Problem to work on: Using the entries below, write out the line with "pub fn pod_gates(store: &dyn", the line with "WHERE (Has_Youth_App_Account__c = true AND auth0_user_id__c", and every line in between, exactly as each is written.

Collected data entries

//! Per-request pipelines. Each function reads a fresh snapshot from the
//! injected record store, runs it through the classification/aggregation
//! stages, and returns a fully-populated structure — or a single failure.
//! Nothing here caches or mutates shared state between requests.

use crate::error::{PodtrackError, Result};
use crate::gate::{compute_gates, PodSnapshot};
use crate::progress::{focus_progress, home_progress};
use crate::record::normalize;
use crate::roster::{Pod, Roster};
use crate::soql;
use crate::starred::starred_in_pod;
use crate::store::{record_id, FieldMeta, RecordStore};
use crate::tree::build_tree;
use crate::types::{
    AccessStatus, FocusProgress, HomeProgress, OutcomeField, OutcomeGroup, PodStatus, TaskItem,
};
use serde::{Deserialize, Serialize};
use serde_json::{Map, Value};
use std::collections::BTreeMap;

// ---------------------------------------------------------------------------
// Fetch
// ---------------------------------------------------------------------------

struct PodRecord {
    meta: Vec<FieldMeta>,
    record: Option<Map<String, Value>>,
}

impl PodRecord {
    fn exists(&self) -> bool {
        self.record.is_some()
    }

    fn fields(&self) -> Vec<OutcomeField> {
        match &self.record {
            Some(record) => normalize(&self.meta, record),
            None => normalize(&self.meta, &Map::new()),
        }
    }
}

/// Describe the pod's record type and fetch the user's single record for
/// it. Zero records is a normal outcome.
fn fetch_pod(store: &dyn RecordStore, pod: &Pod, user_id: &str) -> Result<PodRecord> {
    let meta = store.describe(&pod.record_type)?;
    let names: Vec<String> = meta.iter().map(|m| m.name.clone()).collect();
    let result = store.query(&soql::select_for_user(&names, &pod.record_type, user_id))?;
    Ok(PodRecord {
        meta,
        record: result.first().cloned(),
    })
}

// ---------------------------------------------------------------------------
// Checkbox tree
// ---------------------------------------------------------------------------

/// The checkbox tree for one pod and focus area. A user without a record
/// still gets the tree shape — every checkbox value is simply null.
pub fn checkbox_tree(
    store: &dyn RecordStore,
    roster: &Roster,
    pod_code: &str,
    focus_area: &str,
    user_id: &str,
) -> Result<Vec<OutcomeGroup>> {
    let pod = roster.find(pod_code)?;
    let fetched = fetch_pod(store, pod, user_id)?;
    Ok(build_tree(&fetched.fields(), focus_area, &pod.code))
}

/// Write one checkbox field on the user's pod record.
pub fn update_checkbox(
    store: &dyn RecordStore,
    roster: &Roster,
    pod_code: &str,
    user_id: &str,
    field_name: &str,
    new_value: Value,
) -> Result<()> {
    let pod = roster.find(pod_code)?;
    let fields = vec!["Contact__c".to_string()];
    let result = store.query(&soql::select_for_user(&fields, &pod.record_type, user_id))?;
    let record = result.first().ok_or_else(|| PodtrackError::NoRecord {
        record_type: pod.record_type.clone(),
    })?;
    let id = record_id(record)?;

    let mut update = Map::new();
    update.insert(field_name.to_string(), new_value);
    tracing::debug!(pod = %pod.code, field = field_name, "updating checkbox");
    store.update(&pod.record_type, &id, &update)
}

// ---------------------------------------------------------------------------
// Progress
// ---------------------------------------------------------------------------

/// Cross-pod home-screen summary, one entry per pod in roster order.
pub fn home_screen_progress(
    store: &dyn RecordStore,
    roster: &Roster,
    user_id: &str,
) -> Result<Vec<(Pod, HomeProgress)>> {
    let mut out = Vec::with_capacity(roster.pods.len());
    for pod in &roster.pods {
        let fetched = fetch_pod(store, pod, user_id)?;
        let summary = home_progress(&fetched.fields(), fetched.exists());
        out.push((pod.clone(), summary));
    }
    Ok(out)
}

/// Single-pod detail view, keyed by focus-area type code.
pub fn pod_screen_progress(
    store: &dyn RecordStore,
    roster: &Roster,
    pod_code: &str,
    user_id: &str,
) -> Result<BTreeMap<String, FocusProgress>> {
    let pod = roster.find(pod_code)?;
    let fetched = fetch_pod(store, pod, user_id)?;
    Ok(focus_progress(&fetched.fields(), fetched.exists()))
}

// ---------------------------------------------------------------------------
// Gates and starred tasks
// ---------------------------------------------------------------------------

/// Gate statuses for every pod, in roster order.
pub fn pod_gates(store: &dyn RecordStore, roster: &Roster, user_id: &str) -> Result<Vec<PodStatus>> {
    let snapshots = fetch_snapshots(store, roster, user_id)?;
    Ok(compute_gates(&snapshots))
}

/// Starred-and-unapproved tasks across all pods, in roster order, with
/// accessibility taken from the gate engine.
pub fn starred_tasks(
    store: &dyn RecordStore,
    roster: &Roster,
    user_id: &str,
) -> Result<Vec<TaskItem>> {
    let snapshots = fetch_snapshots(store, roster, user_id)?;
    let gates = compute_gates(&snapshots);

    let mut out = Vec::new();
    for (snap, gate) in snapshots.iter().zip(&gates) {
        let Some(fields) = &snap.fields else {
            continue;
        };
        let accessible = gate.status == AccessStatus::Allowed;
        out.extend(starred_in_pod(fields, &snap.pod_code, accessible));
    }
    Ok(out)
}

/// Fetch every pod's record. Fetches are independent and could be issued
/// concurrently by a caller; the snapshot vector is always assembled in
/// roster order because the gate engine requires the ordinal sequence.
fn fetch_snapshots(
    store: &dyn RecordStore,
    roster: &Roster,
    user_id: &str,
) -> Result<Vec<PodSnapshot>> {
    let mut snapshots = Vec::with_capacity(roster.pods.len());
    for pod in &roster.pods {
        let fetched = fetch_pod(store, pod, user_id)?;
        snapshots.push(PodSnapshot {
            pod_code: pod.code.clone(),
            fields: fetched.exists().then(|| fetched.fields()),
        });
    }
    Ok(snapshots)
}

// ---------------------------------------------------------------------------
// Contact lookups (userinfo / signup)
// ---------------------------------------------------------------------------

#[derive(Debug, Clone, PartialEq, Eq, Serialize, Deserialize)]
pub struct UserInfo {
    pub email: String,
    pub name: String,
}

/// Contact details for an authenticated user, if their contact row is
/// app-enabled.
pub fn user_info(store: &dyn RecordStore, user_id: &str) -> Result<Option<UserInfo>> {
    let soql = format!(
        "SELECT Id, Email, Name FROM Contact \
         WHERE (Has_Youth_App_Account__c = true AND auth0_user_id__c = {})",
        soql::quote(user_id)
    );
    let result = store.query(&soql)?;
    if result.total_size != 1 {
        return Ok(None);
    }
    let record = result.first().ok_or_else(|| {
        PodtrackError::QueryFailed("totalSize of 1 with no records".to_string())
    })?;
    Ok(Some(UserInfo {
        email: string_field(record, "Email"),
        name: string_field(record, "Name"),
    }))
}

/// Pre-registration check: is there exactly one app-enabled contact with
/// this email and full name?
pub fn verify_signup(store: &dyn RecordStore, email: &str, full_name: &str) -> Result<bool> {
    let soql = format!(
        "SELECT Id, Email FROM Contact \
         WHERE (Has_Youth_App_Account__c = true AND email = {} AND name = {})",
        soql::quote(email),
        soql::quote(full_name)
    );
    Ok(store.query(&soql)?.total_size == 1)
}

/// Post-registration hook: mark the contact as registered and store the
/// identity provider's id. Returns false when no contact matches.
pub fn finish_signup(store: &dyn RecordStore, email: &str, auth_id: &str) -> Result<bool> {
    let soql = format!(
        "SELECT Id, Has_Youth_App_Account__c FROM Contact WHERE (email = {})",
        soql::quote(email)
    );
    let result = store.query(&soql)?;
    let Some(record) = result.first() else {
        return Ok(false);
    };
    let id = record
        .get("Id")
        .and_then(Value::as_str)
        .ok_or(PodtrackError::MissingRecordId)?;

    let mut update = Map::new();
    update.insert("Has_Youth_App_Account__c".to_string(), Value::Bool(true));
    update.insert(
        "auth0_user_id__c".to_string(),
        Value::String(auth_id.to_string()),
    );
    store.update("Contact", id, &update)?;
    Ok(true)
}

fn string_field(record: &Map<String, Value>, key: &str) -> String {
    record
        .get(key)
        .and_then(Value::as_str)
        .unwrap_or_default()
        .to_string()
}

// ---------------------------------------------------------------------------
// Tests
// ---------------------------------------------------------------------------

Response to this task:
pub fn pod_gates(store: &dyn RecordStore, roster: &Roster, user_id: &str) -> Result<Vec<PodStatus>> {
    let snapshots = fetch_snapshots(store, roster, user_id)?;
    Ok(compute_gates(&snapshots))
}

/// Starred-and-unapproved tasks across all pods, in roster order, with
/// accessibility taken from the gate engine.
pub fn starred_tasks(
    store: &dyn RecordStore,
    roster: &Roster,
    user_id: &str,
) -> Result<Vec<TaskItem>> {
    let snapshots = fetch_snapshots(store, roster, user_id)?;
    let gates = compute_gates(&snapshots);

    let mut out = Vec::new();
    for (snap, gate) in snapshots.iter().zip(&gates) {
        let Some(fields) = &snap.fields else {
            continue;
        };
        let accessible = gate.status == AccessStatus::Allowed;
        out.extend(starred_in_pod(fields, &snap.pod_code, accessible));
    }
    Ok(out)
}

/// Fetch every pod's record. Fetches are independent and could be issued
/// concurrently by a caller; the snapshot vector is always assembled in
/// roster order because the gate engine requires the ordinal sequence.
fn fetch_snapshots(
    store: &dyn RecordStore,
    roster: &Roster,
    user_id: &str,
) -> Result<Vec<PodSnapshot>> {
    let mut snapshots = Vec::with_capacity(roster.pods.len());
    for pod in &roster.pods {
        let fetched = fetch_pod(store, pod, user_id)?;
        snapshots.push(PodSnapshot {
            pod_code: pod.code.clone(),
            fields: fetched.exists().then(|| fetched.fields()),
        });
    }
    Ok(snapshots)
}

// ---------------------------------------------------------------------------
// Contact lookups (userinfo / signup)
// ---------------------------------------------------------------------------

#[derive(Debug, Clone, PartialEq, Eq, Serialize, Deserialize)]
pub struct UserInfo {
    pub email: String,
    pub name: String,
}

/// Contact details for an authenticated user, if their contact row is
/// app-enabled.
pub fn user_info(store: &dyn RecordStore, user_id: &str) -> Result<Option<UserInfo>> {
    let soql = format!(
        "SELECT Id, Email, Name FROM Contact \
         WHERE (Has_Youth_App_Account__c = true AND auth0_user_id__c = {})",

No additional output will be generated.